In (Li et al., 2011), the authors examine an approach that employs concepts from the field of utility theory. They argue that buying a product is different from finding relevant products, therefore it is possible to calculate the expected utility of products and rank them based on the largest utility surplus. The utility surplus is defined as the difference between two components, namely the utility of the product and the utility of money. The utility of the product is defined as the sum of expected utilities for each of its characteristics, whereas the utility of money is defined as an increasing concave function. In order to obtain the expected utilities, they collect aggregated data about market shares and demand, from which they derive an estimated utility. They show that users tend to prefer their surplus-based ranking when searching for hotels in comparison to other considered rankings.

Although faceted search is regarded as a useful means to explore a catalog, care needs to be taken that the interface does not become too cluttered and ob- scured, which could result in a diminished user performance due to information overload (Sinha and Karger, 2005a). General concepts from the literature for im- plementing faceted navigation are explained and reviewed in Sacco and Tzitzikas (2009b). One of the ideas discussed for reducing the overload of information is to either filter or order the facets according to their importance.
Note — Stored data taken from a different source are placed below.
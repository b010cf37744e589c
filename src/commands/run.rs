use anyhow::{Context, Result};
use assetcache::cacher::{CacheError, Cacher, CacherMetrics, ErrorCategory};
use assetcache::config::Config;
use serde::Deserialize;
use std::path::{Path, PathBuf};
use std::sync::Arc;
use std::time::Duration;
use tokio::io::{AsyncBufReadExt, BufReader};
use tokio::signal;
use tokio::sync::{broadcast, mpsc};
use tracing::{debug, info, warn};

use super::build_cacher;

/// One line of input
#[derive(Debug, Deserialize)]
struct CacheRequest {
    url: String,
    #[serde(default)]
    session_id: Option<u64>,
    #[serde(default)]
    script: bool,
}

pub async fn run(config: Config) -> Result<()> {
    let handle = build_cacher(&config).await?;
    let cacher = Arc::new(handle.cacher);
    let metrics = handle.metrics;

    let (shutdown_tx, _) = broadcast::channel::<()>(1);

    let error_logger = tokio::spawn(log_errors(handle.errors));
    let sweeper = tokio::spawn(sweep_dedup_window(
        Arc::clone(&cacher),
        Duration::from_secs(config.cacher.sweep_interval_secs),
        shutdown_tx.subscribe(),
    ));
    let prometheus_file = config.metrics.prometheus_file.clone();
    let reporter = (config.metrics.log_interval_secs > 0).then(|| {
        tokio::spawn(report_metrics(
            Arc::clone(&cacher),
            Arc::clone(&metrics),
            prometheus_file.clone(),
            Duration::from_secs(config.metrics.log_interval_secs),
            shutdown_tx.subscribe(),
        ))
    });

    info!("Reading cache requests from stdin");

    let input_closed = tokio::select! {
        _ = signal::ctrl_c() => {
            info!("Received Ctrl+C, shutting down");
            false
        }
        _ = wait_for_sigterm() => {
            info!("Received SIGTERM, shutting down");
            false
        }
        result = read_requests(&cacher) => {
            result?;
            info!("Waiting for queued work");
            true
        }
    };

    if input_closed {
        cacher.wait_idle().await;
    }

    let _ = shutdown_tx.send(());
    cacher.shutdown().await;

    if let Err(e) = sweeper.await {
        warn!("Dedup sweeper failed: {}", e);
    }
    if let Some(reporter) = reporter {
        if let Err(e) = reporter.await {
            warn!("Metrics reporter failed: {}", e);
        }
    }

    let stats = cacher.stats();
    drop(cacher);

    let logger_abort = error_logger.abort_handle();
    if tokio::time::timeout(Duration::from_secs(5), error_logger).await.is_err() {
        warn!("Error logger did not finish within 5s, aborting");
        logger_abort.abort();
    }

    if let Some(path) = &prometheus_file {
        if let Err(e) = write_prometheus(path, &metrics).await {
            warn!("Failed to write metrics to {}: {:#}", path.display(), e);
        }
    }

    let snapshot = metrics.snapshot();
    info!(
        "Stopped: {} submitted, {} saved, {} errors ({} dropped)",
        stats.submitted, snapshot.assets_saved, stats.errors_reported, stats.errors_dropped
    );
    Ok(())
}

/// What happened to one input line
#[derive(Debug, PartialEq, Eq)]
enum Dispatch {
    Blank,
    Malformed,
    Saturated,
    MissingTarget,
    /// Handed to the cacher; false if it was not admitted
    Submitted(bool),
}

async fn read_requests(cacher: &Cacher) -> Result<()> {
    let mut lines = BufReader::new(tokio::io::stdin()).lines();

    let (mut submitted, mut dropped) = (0u64, 0u64);

    while let Some(line) = lines.next_line().await.context("Failed to read stdin")? {
        match dispatch_line(cacher, &line).await {
            Dispatch::Submitted(true) => submitted += 1,
            Dispatch::Blank | Dispatch::Submitted(false) => {}
            Dispatch::Malformed | Dispatch::Saturated | Dispatch::MissingTarget => dropped += 1,
        }
    }

    info!("Input closed: {} requests submitted, {} dropped", submitted, dropped);
    Ok(())
}

async fn dispatch_line(cacher: &Cacher, line: &str) -> Dispatch {
    let line = line.trim();
    if line.is_empty() {
        return Dispatch::Blank;
    }

    let request: CacheRequest = match serde_json::from_str(line) {
        Ok(request) => request,
        Err(e) => {
            warn!("Ignoring malformed request '{}': {}", line, e);
            return Dispatch::Malformed;
        }
    };

    if !cacher.can_accept_more_work() {
        warn!("Cacher saturated, dropping request for {}", request.url);
        return Dispatch::Saturated;
    }

    match (request.script, request.session_id) {
        (true, _) => Dispatch::Submitted(cacher.cache_script(&request.url).await),
        (false, Some(session_id)) => {
            Dispatch::Submitted(cacher.cache_session_asset(session_id, &request.url).await)
        }
        (false, None) => {
            warn!("Request for {} has neither session_id nor script", request.url);
            Dispatch::MissingTarget
        }
    }
}

async fn log_errors(mut errors: mpsc::Receiver<CacheError>) {
    while let Some(error) = errors.recv().await {
        match error.category() {
            ErrorCategory::Policy => info!("{}", error),
            ErrorCategory::Fetch | ErrorCategory::Storage => warn!("{}", error),
        }
    }
}

async fn sweep_dedup_window(
    cacher: Arc<Cacher>,
    every: Duration,
    mut shutdown: broadcast::Receiver<()>,
) {
    let mut interval = tokio::time::interval(every);
    interval.set_missed_tick_behavior(tokio::time::MissedTickBehavior::Skip);
    interval.tick().await;

    loop {
        tokio::select! {
            _ = interval.tick() => {
                let removed = cacher.sweep_dedup_window();
                debug!("Dedup window sweep removed {} entries", removed);
            }
            _ = shutdown.recv() => break,
        }
    }
}

async fn report_metrics(
    cacher: Arc<Cacher>,
    metrics: Arc<CacherMetrics>,
    prometheus_file: Option<PathBuf>,
    every: Duration,
    mut shutdown: broadcast::Receiver<()>,
) {
    let mut interval = tokio::time::interval(every);
    interval.set_missed_tick_behavior(tokio::time::MissedTickBehavior::Skip);
    interval.tick().await;

    loop {
        tokio::select! {
            _ = interval.tick() => {
                let stats = cacher.stats();
                let snapshot = metrics.snapshot();
                info!(
                    "Fetched {} ({:.1}ms avg), saved {}, uploads failed {}, queued {}, active {}, dedup entries {}",
                    snapshot.downloads_total,
                    snapshot.download_latency_ms,
                    snapshot.assets_saved,
                    snapshot.uploads_failed,
                    stats.queued_tasks,
                    stats.active_workers,
                    stats.dedup_entries
                );
                if let Some(path) = &prometheus_file {
                    if let Err(e) = write_prometheus(path, &metrics).await {
                        warn!("Failed to write metrics to {}: {:#}", path.display(), e);
                    }
                }
            }
            _ = shutdown.recv() => break,
        }
    }
}

/// Replace the Prometheus textfile in one rename so scrapers never see a
/// partial file
async fn write_prometheus(path: &Path, metrics: &CacherMetrics) -> Result<()> {
    let mut tmp = path.as_os_str().to_owned();
    tmp.push(".tmp");
    let tmp = PathBuf::from(tmp);

    tokio::fs::write(&tmp, metrics.to_prometheus())
        .await
        .with_context(|| format!("Failed to write {}", tmp.display()))?;
    tokio::fs::rename(&tmp, path)
        .await
        .with_context(|| format!("Failed to rename {}", tmp.display()))?;
    Ok(())
}

/// Wait for SIGTERM signal
#[cfg(unix)]
async fn wait_for_sigterm() {
    use tokio::signal::unix::{signal, SignalKind};
    match signal(SignalKind::terminate()) {
        Ok(mut sigterm) => {
            sigterm.recv().await;
        }
        Err(e) => {
            warn!("Failed to register SIGTERM handler: {}. Falling back to pending future.", e);
            std::future::pending::<()>().await;
        }
    }
}

#[cfg(not(unix))]
async fn wait_for_sigterm() {
    std::future::pending::<()>().await
}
Displaying all facets may be a solution when a small number of facets is involved, but it can overwhelm the user for larger sets of facets (Sinha and Karger, 2005b; Zheng et al., 2013). Studies such as Dash et al. (2008); Herlocker et al. (1999); Kim et al. (2014a); Koren et al. (2008a); Sacco and Tzitzikas (2009a); Vandic et al. (2013b) focus primarily on optimizing the decision of which facets to show in the user interface. These algorithms aim to reduce user effort by ordering the facets in such a way that the most important ones are listed first.

The study in Kim et al. (2014a) is based on earlier work of the authors which coined a basic idea for selecting more descriptive facets using an entropy-based mea-

sure (Zhu et al., 2013). The approach focuses on Semantic Web and Linked Data data sets, similar to the approaches in Arenas et al. (2014a,b); Cuenca Grau et al. (2016); Stolz and Hepp (2015). The reduction in user effort is achieved by calculat- ing gain ratios for each facet, which is based on conditional entropy. The conditional entropy indicates how much the value for a facet can be predicted by the value for another facet. By summing up all the gain ratios of the facets belonging to each property, the total gain ratio per property is computed. Last, the properties are ranked in decreasing order of total gain ratio and presented to the user. This process is repeated after each interaction between the user and the search engine.

Even though the previously discussed approaches are specifically geared towards e-commerce, they have various shortcomings. Approaches such as (Li et al., 2011), which rely on well-estimated user statistics, are not usable in practice. The reason for this is that some Web shops do not have the infrastructure to collect the user data or that the product catalogs are relatively large and changing rapidly. Other methods, such as (Burke, 2002; Pu and Chen, 2005), do not rely on previously collected user statistics, but they suffer from other issues. One of the main arguments against these example critiquing approaches is that they deviate too much from the currently used interaction paradigms (i.e., regular faceted navigation). We argue that an approach that lies closer to what users use on a daily basis will be more successful when deployed in practice. Therefore, our focus is to have an approach that introduces minimal changes to the classical faceted navigation interface present in current Web shops, while supporting approximate search and explicit user preferences. The only user interface adaption we make is that users can specify importance weights for the selected facets, which can be achieved in many different, non-intrusive ways.